It’s been five years since cannabis was fully legalized in California, and, for dispensary owners, one thing is clear: Californians like to get really, really high.
When celebrants descend on Dolores Park and other spots in the city today for 4/20, most will be smoking varieties bred to be high in THC — that is, tetrahydrocannabinol, the psychoactive compound in marijuana — that can be purchased in identical packaging at almost any dispensary, dispensary owners say.
“High THC percentages is what moves the needle,” said Jose Carmona, a marijuana buyer for Medithrive dispensary, on Mission Street between 15th and 16th streets. To Carmona, the new generation of weed users are like high-school drinkers: Unsophisticated and laser-focused on getting blitzed.
“You don’t go into a liquor store and say, ‘Give me a bottle of Everclear,’” said Carmona. “But cannabis is still so new, being on the legal market. People are rushing to try new things.”
As a wholesale buyer, Carmona has access to sales data showing different strains of marijuana sold in 250 dispensaries across the state. A subscription with BDSA, a market research firm covering the cannabis industry, gives him an inside look at statewide and national trends.
Back in 2019, the average THC percentage was in the low-to-mid 20s, Carmona said. Over the next two years, it became common practice to get north of 26 percent. And then north of 30 percent. Now, the maximum sits at around 45 percent. And that’s just for flower. Pre-rolls can be infused with even more THC, with some varieties testing at around 60 percent.
Al Shawa, the owner of Mission Cannabis club, located on Mission between 20th and 21st streets, said his favorite strain, Forbidden Fruit, is no longer grown because its THC percentage is just too low, at 17 or 18 percent.
Mission Cannabis Club carries 53 kinds of flower and 117 pre-rolls. None of their flower strains contains less than 20 percent THC, and just one of their pre-roll options does. Of the 108 strains of flower and 101 pre-rolls sold at Medithrive, just one strain of flower and four pre-roll options have under 20 percent THC.
“It’s a shame that it became like that, and that’s the only thing that people look for,” said Shawa.
Most buyers are looking for more than 30 percent THC, according to Joseph Hunt, the owner of Union Station, located on Mission Street between 16th and 17th streets. But it’s unclear whether this even leads to a more intense, or more enjoyable, high.
“That’s the perception,” said Mischa Breyburg, the owner of MediThrive. “Whether it’s real or not, I don’t know.”
Several owners and workers at dispensaries across the Mission lamented the fact that their shops have become more like convenience stores than the apothecaries of the pre-legalization era: Big brands dominate, there are standardized offerings across stores, and customers are interested in the most artificial products.
“It’s amazing how quickly it evolved to having pretty much the same thing everywhere,” said Breyburg.
If weed is chocolate and THC is sugar, weed used to be dark chocolate, and now it’s a Snickers bar.
“The community became an industry,” Breyburg added. He opened his dispensary in 2009, when marijuana was medicinal only, and has witnessed its post-legalization evolution. As cannabis brands struggle to compete in a saturated market, he said, breeders differentiate themselves by making their products stronger.
Carmona, for his part, believes that lower THC strains will eventually make a comeback, a parallel to the recent interest in craft beers or natural foods.

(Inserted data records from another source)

//! paneflow - Entry Point
//!
//! Headless validation CLI: checks an exported layout snapshot against
//! the canonical rule set and prints the findings.

use std::path::PathBuf;

use clap::Parser;
use tracing::info;

use paneflow::model::ComponentCatalog;
use paneflow::registry::LayoutSnapshot;
use paneflow::responsive::{resolve, Breakpoint};
use paneflow::validation::{Severity, ValidationEngine};

/// paneflow - validate exported layout snapshots
#[derive(Parser, Debug)]
#[command(name = "paneflow")]
#[command(version)]
#[command(about = "Validates exported layout snapshot files")]
pub struct Args {
    /// Path to an exported snapshot (.json)
    pub file: PathBuf,

    /// Also print component and override counts
    #[arg(long)]
    pub stats: bool,

    /// Also print the layout resolved for a breakpoint
    #[arg(long, value_parser = ["mobile", "tablet", "desktop"])]
    pub breakpoint: Option<String>,

    /// Override the transition duration setting (informational here)
    #[arg(long)]
    pub duration_ms: Option<u64>,

    /// Path to log file for tracing output
    #[arg(long)]
    pub log_file: Option<PathBuf>,

    /// Path to configuration file
    #[arg(long)]
    pub config: Option<PathBuf>,
}

fn main() -> Result<(), Box<dyn std::error::Error>> {
    let args = Args::parse();

    // Load configuration with full precedence chain:
    // Defaults → Config File → Env Vars → CLI Args
    let config = {
        let config_file = paneflow::config::load_config_with_precedence(args.config.clone())?;
        let merged = paneflow::config::merge_config(config_file);
        let with_env = paneflow::config::apply_env_overrides(merged);
        paneflow::config::apply_cli_overrides(with_env, args.duration_ms, args.log_file.clone())
    };
    config.validate()?;

    paneflow::logging::init(&config.log_file_path)?;
    info!(config = ?config, "Configuration loaded and resolved");

    let json = std::fs::read_to_string(&args.file)?;
    let snapshot = LayoutSnapshot::from_json(&json)?;
    if !snapshot.version_supported() {
        eprintln!("warning: snapshot version {} may not import cleanly", snapshot.version);
    }

    let layout = &snapshot.layout;
    println!("{} \"{}\" ({})", layout.id, layout.name, layout.kind);

    if args.stats {
        println!("  components: {}", layout.components.len());
        for (breakpoint, set) in &layout.overrides {
            println!("  overrides[{breakpoint:?}]: {}", set.len());
        }
    }

    if let Some(raw) = &args.breakpoint {
        let breakpoint = match raw.as_str() {
            "mobile" => Breakpoint::Mobile,
            "tablet" => Breakpoint::Tablet,
            _ => Breakpoint::Desktop,
        };
        let resolved = resolve(layout, breakpoint);
        println!("  resolved for {breakpoint:?}:");
        for (key, placement) in &resolved.components {
            let r = placement.rect;
            println!(
                "    {key}: ({:.1}, {:.1}) {:.1}x{:.1}{}",
                r.x,
                r.y,
                r.w,
                r.h,
                if placement.visible { "" } else { " [hidden]" }
            );
        }
    }

    let engine = ValidationEngine::with_default_rules();
    let report = engine.validate(layout, &ComponentCatalog::default());
    if report.issues.is_empty() {
        println!("  no findings");
    }
    for issue in &report.issues {
        let tag = match issue.severity {
            Severity::Error => "error",
            Severity::Warning => "warning",
        };
        match &issue.component {
            Some(component) => {
                println!("  {tag} [{}] {component}: {}", issue.rule, issue.message)
            }
            None => println!("  {tag} [{}]: {}", issue.rule, issue.message),
        }
    }

    if report.has_errors {
        std::process::exit(1);
    }
    Ok(())
}

#[cfg(test)]
mod tests {
    use super::*;
    use clap::Parser;

    #[test]
    fn test_help_does_not_error() {
        let result = Args::try_parse_from(["paneflow", "--help"]);
        // Help returns Err with DisplayHelp, which is success
        assert!(result.is_err());
        let err = result.unwrap_err();
        assert_eq!(err.kind(), clap::error::ErrorKind::DisplayHelp);
    }

    #[test]
    fn test_version_does_not_error() {
        let result = Args::try_parse_from(["paneflow", "--version"]);
        assert!(result.is_err());
        let err = result.unwrap_err();
        assert_eq!(err.kind(), clap::error::ErrorKind::DisplayVersion);
    }

    #[test]
    fn test_file_argument_is_required() {
        let result = Args::try_parse_from(["paneflow"]);
        assert!(result.is_err());
    }

    #[test]
    fn test_defaults() {
        let args = Args::parse_from(["paneflow", "layout.json"]);
        assert_eq!(args.file, PathBuf::from("layout.json"));
        assert!(!args.stats);
        assert_eq!(args.breakpoint, None);
        assert_eq!(args.duration_ms, None);
        assert_eq!(args.config, None);
    }

    #[test]
    fn test_breakpoint_values_are_restricted() {
        let ok = Args::try_parse_from(["paneflow", "layout.json", "--breakpoint", "mobile"]);
        assert!(ok.is_ok());
        let bad = Args::try_parse_from(["paneflow", "layout.json", "--breakpoint", "watch"]);
        assert!(bad.is_err());
    }

    #[test]
    fn test_flags_parse() {
        let args = Args::parse_from([
            "paneflow",
            "layout.json",
            "--stats",
            "--duration-ms",
            "150",
            "--config",
            "/tmp/conf.toml",
        ]);
        assert!(args.stats);
        assert_eq!(args.duration_ms, Some(150));
        assert_eq!(args.config, Some(PathBuf::from("/tmp/conf.toml")));
    }
}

Already, some dispensaries bucking the trend: Poncho Brotherz, on Cesar Chavez between Bryant and York, is run by three brothers and their parents. The family owns a farm up in Humboldt where one of the brothers, Isaac Tapia, grows weed for the dispensary.
“For the most part, our strains don’t have high THC,” said Tapia, adding that they test between 12 and 27 percent.
“There’s a lot lost to people looking at the THC percentage,” he added. “I prefer to let my nose tell me, let my high tell me.”
The store, which is temporarily closed due to a robbery, sells just eight strains, in both flower and pre-rolls, and no edibles (though they’re looking into getting a license to bake their own vegan cinnamon rolls and banana bread).
“No one has been as daring as us,” said Isaiah Tapia, the brother in charge of operating the Mission storefront, of their focus on only selling sun-grown marijuana. “People told us, ‘It’s not gonna work, you’re going to need to sell other people’s stuff.’ But we’re not easily persuaded, and we’re not trying to fit in.”
For his part, Shawa, the owner of Mission Cannabis Club, would like to see more shops trying what Poncho Brotherz has. He believes that there isn’t much room to continue increasing the percentage of THC in cannabis.
“I think we maximized everything,” he said. “I would love to see a return to simplicity.”
But it’s a change he does not feel he could make on his own.
“I can’t stop selling those products, because that’s what’s done, that’s what’s out there.”
Owners attributed the fixation on THC also to a lack of education about how to identify good cannabis.
“It’s a lot like wine,” said Shawa, of evaluating the quality of weed. “It’s smell, it’s color. People just don’t know enough to make an educated decision.”